The Queen, who is still grieving is introduced to her Scottish servant, John Brown, played by Billy Connolly and slowly a special relationship begins to develop. The film, funded by the BBC, was originally was going to be screened on television but was so good that they opted to release it in cinemas to great acclaim. Judi Dench was nominated for both the BAFTA and Oscar for what turned out to be one of the defining performances of her career.
Victoria & Albert (2001) starring: Victoria Hamilton, Jonathan Firth, James Callis
This all-star TV movie first aired in 2001 and was a co-production between the BBC and American cable network A&E.

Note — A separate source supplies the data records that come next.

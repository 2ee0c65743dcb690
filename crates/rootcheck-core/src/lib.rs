//! # rootcheck-core
//!
//! Shared types for the rootcheck detection engine: signal identities and
//! failure policies, mount line layouts, verdict reports, the error
//! taxonomy, and the static configuration the checks read.

pub mod config;
pub mod error;
pub mod known;
pub mod types;

pub use config::{CommandConfig, DetectionConfig, HostOverrides};
pub use error::{CheckError, ConfigError, InvocationError, Result};
pub use types::*;
use std::time::Duration;
use thiserror::Error;

/// Result type alias for individual check operations
pub type Result<T> = std::result::Result<T, CheckError>;

/// Failures while running an external inspection command
#[derive(Error, Debug)]
pub enum InvocationError {
    /// The command could not be started at all
    #[error("failed to spawn `{command}`: {source}")]
    SpawnFailed {
        /// Rendered argv of the command
        command: String,
        /// Underlying spawn error
        #[source]
        source: std::io::Error,
    },

    /// The command ran but produced no standard output
    #[error("`{command}` produced no output")]
    EmptyOutput {
        /// Rendered argv of the command
        command: String,
    },

    /// The command did not finish before the caller-imposed deadline
    #[error("`{command}` timed out after {after:?}")]
    TimedOut {
        /// Rendered argv of the command
        command: String,
        /// Deadline that expired
        after: Duration,
    },

    /// Standard output could not be read back
    #[error("failed reading output of `{command}`: {source}")]
    Read {
        /// Rendered argv of the command
        command: String,
        /// Underlying read error
        #[source]
        source: std::io::Error,
    },

    /// The configured argv was empty
    #[error("no command configured")]
    NoCommand,
}

/// A leaf failure inside a single detection signal.
///
/// Never surfaces from a verdict: the engine folds it into the signal's
/// `FailurePolicy`.
#[derive(Error, Debug)]
pub enum CheckError {
    /// Inspection command failed
    #[error(transparent)]
    Invocation(#[from] InvocationError),

    /// Native bridge failed to load or link at call time
    #[error("native bridge unavailable: {0}")]
    NativeUnavailable(String),

    /// Package registry query failed for a reason other than "not installed"
    #[error("package registry error: {0}")]
    Registry(String),

    /// Signal did not complete before its deadline
    #[error("signal timed out after {0:?}")]
    Timeout(Duration),

    /// Signal worker panicked or was cancelled
    #[error("signal aborted: {0}")]
    Aborted(String),
}

impl CheckError {
    /// Returns true if the failure came from the native bridge
    #[must_use]
    pub const fn is_native(&self) -> bool {
        matches!(self, Self::NativeUnavailable(_))
    }
}

/// Errors loading a detection configuration file
#[derive(Error, Debug)]
pub enum ConfigError {
    /// File could not be read
    #[error("config io error: {0}")]
    Io(#[from] std::io::Error),

    /// TOML could not be parsed
    #[error("config parse error: {0}")]
    Parse(#[from] toml::de::Error),

    /// TOML could not be rendered
    #[error("config render error: {0}")]
    Render(#[from] toml::ser::Error),
}
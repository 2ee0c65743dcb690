//! Test-signed builds.
//!
//! Release builds are signed with release keys; `test-keys` in the build
//! tags means a third-party key signed the image.

use rootcheck_core::known::TEST_KEYS_TAG;
use rootcheck_core::SignalResult;

/// Positive iff the build tags contain `test-keys`. Unknown tags are negative.
pub fn detect_test_keys(build_tags: Option<&str>) -> SignalResult {
    match build_tags {
        Some(tags) if tags.contains(TEST_KEYS_TAG) => {
            SignalResult::from_evidence(vec![format!("build tags `{tags}` contain {TEST_KEYS_TAG}")])
        }
        _ => SignalResult::negative(),
    }
}
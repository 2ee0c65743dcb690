//! Host facts: SDK level and build tags.
//!
//! Resolved on every call from config overrides, else by asking the host.

use serde::{Deserialize, Serialize};
use tracing::debug;

use rootcheck_core::DetectionConfig;

use crate::invoker::ProcessInvoker;

/// Facts about the running host that select check behavior.
#[derive(Debug, Clone, Default, PartialEq, Eq, Serialize, Deserialize)]
pub struct HostFacts {
    /// SDK level (`ro.build.version.sdk`)
    pub sdk_version: Option<u32>,
    /// Build tags (`ro.build.tags`)
    pub build_tags: Option<String>,
}

impl HostFacts {
    /// Resolve both facts.
    pub fn resolve(config: &DetectionConfig, invoker: &dyn ProcessInvoker) -> Self {
        Self {
            sdk_version: sdk_version(config, invoker),
            build_tags: build_tags(config, invoker),
        }
    }
}

/// Host SDK level, or `None` if unknown.
pub fn sdk_version(config: &DetectionConfig, invoker: &dyn ProcessInvoker) -> Option<u32> {
    if let Some(sdk) = config.host.sdk_version {
        return Some(sdk);
    }
    let raw = first_line(invoker, &config.commands.sdk_version)?;
    match raw.parse() {
        Ok(sdk) => Some(sdk),
        Err(e) => {
            debug!(value = %raw, error = %e, "unparseable sdk version");
            None
        }
    }
}

/// Host build tags, or `None` if unknown.
pub fn build_tags(config: &DetectionConfig, invoker: &dyn ProcessInvoker) -> Option<String> {
    config
        .host
        .build_tags
        .clone()
        .or_else(|| first_line(invoker, &config.commands.build_tags))
}

fn first_line(invoker: &dyn ProcessInvoker, argv: &[String]) -> Option<String> {
    if argv.is_empty() {
        return None;
    }
    match invoker.run(argv) {
        Ok(lines) => lines
            .into_iter()
            .map(|l| l.trim().to_string())
            .find(|l| !l.is_empty()),
        Err(e) => {
            debug!(error = %e, "host fact unavailable");
            None
        }
    }
}
//! Output formatting for different formats.

use clap::ValueEnum;
use colored::Colorize;
use serde::{Deserialize, Serialize};

use rootcheck_core::{DetectionReport, SignalOutcome, SignalStatus};

/// Available output formats.
#[derive(Debug, Clone, Copy, Default, ValueEnum, Serialize, Deserialize, PartialEq, Eq)]
#[serde(rename_all = "lowercase")]
pub enum OutputFormat {
    /// Human-readable with colors
    #[default]
    Pretty,
    /// JSON output
    Json,
}

impl std::fmt::Display for OutputFormat {
    fn fmt(&self, f: &mut std::fmt::Formatter<'_>) -> std::fmt::Result {
        match self {
            Self::Pretty => write!(f, "pretty"),
            Self::Json => write!(f, "json"),
        }
    }
}

/// Print any serializable value as pretty JSON.
pub fn print_json<T: Serialize>(value: &T) -> anyhow::Result<()> {
    println!("{}", serde_json::to_string_pretty(value)?);
    Ok(())
}

/// One line per outcome, evidence indented below it.
pub fn print_outcome(outcome: &SignalOutcome) {
    let (mark, label) = match &outcome.status {
        SignalStatus::Positive => ("[+]".red().bold(), "positive".red()),
        SignalStatus::Negative => ("[ ]".green(), "negative".green()),
        SignalStatus::Failed { assumed: true, .. } => {
            ("[!]".red().bold(), "failed, assumed rooted".red())
        }
        SignalStatus::Failed { assumed: false, .. } => {
            ("[!]".yellow(), "failed, assumed clean".yellow())
        }
        SignalStatus::Skipped => ("[-]".dimmed(), "skipped".dimmed()),
    };
    println!("  {mark} {:<22} {label}", outcome.signal.name());

    if let SignalStatus::Failed { reason, .. } = &outcome.status {
        println!("        {}", reason.dimmed());
    }
    for line in &outcome.evidence {
        println!("        {line}");
    }
}

/// Verdict header followed by every outcome.
pub fn print_report(report: &DetectionReport) {
    let verdict = if report.rooted {
        "ROOTED".red().bold()
    } else {
        "not rooted".green().bold()
    };
    let mode = if report.concurrent {
        format!("{}, concurrent", report.strategy)
    } else {
        report.strategy.to_string()
    };

    println!("{} {verdict}", "Verdict:".bold());
    println!(
        "{} {}  {}",
        "Host:".bold(),
        report.host_id,
        report.collected_at.format("%Y-%m-%d %H:%M:%S UTC").to_string().dimmed()
    );
    println!("{} {mode}", "Mode:".bold());
    println!();
    for outcome in &report.outcomes {
        print_outcome(outcome);
    }
}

This was regarded as the superior Downton Abbey of its day and as the title suggests, its focus was on the passionate love affair between Queen Victoria and Prince Albert and their subsequent marriage. The all-star cast featured Nigel Hawthorne, Peter Ustinov, Penelope Wilton, David Suchet, Jonathan Pryce and Diana Rigg as the great and the good.
The relationship between the young Victoria and the elderly Lord Melbourne (Nigel Hawthorne) was particularly moving. A review of the time described Peter Ustinov as “disgracefully good fun as William IV” while Victoria Hamilton gave “a nicely intense performance” as the Queen.
The Young Victoria (2009) dir: Jean-Marc Vallée starring: Emily Blunt, Rupert Friend, Paul Bettany
This trod much the same path as TV's Victoria and Albert but with a much slicker touch and much steamier. Downton Abbey creator Julian Fellowes wrote the script fresh off his success on Gosford Park and tried to make the film as historically accurate as possible.
The Young Victoria looks bring to life the early years of Queen Victoria's reign and show how she battled to keep her passionate marriage to Prince Albert and her duties as Queen separate. Alongside Emily Blunt and Rupert Friend as the lusty Royal couple, the movie's cast also includes Miranda Richardson, Mark Strong and Jim Broadbent.
Victoria (2016) starring: Jenna Coleman, Tom Hughes, Adrian Schiller, Jordan Waller
Writer and creator Daisy Goodwin has managed to turn a university dissertation into an award-winning TV sensation. By absorbing Queen Victoria's diaries she has turned a much trodden path into something fresh and exciting. Beginning with Queen Victoria's accession to the throne at the age of just 18, the series looks to explore the range and scope of her reign, starting with her loving friendship with Lord Melbourne and her marriage to Prince Albert.
It will be interesting to see where the series goes once Victoria enters middle and old age.
Victoria & Abdul (2017) dir: Stephen Frears starring: Judi Dench, Ali Fazal, Tim Pigott-Smith
Twenty years after her Oscar-nominated performance as Queen Victoria in Mrs Brown, Dame Judi Dench returns to the role in this unofficial sequel by Mrs Henderson Presents director Stephen Frears, based on the book by Shrabani Basu.
Victoria & Abdul tells the forgotten story of the real-life relationship between Victoria and her Indian Muslim servant Abdul Karim, played by Bollywood star Ali Fazal. Not many films have tackled the subject of Queen Victoria being Empress of India and between them Judi Dench and Stephen Frears tackle a sensitive subject and reveal Victoria's genuine affection for India and for its people. On paper it may appear quite similar to Mrs Brown but its quite different in tone and approach.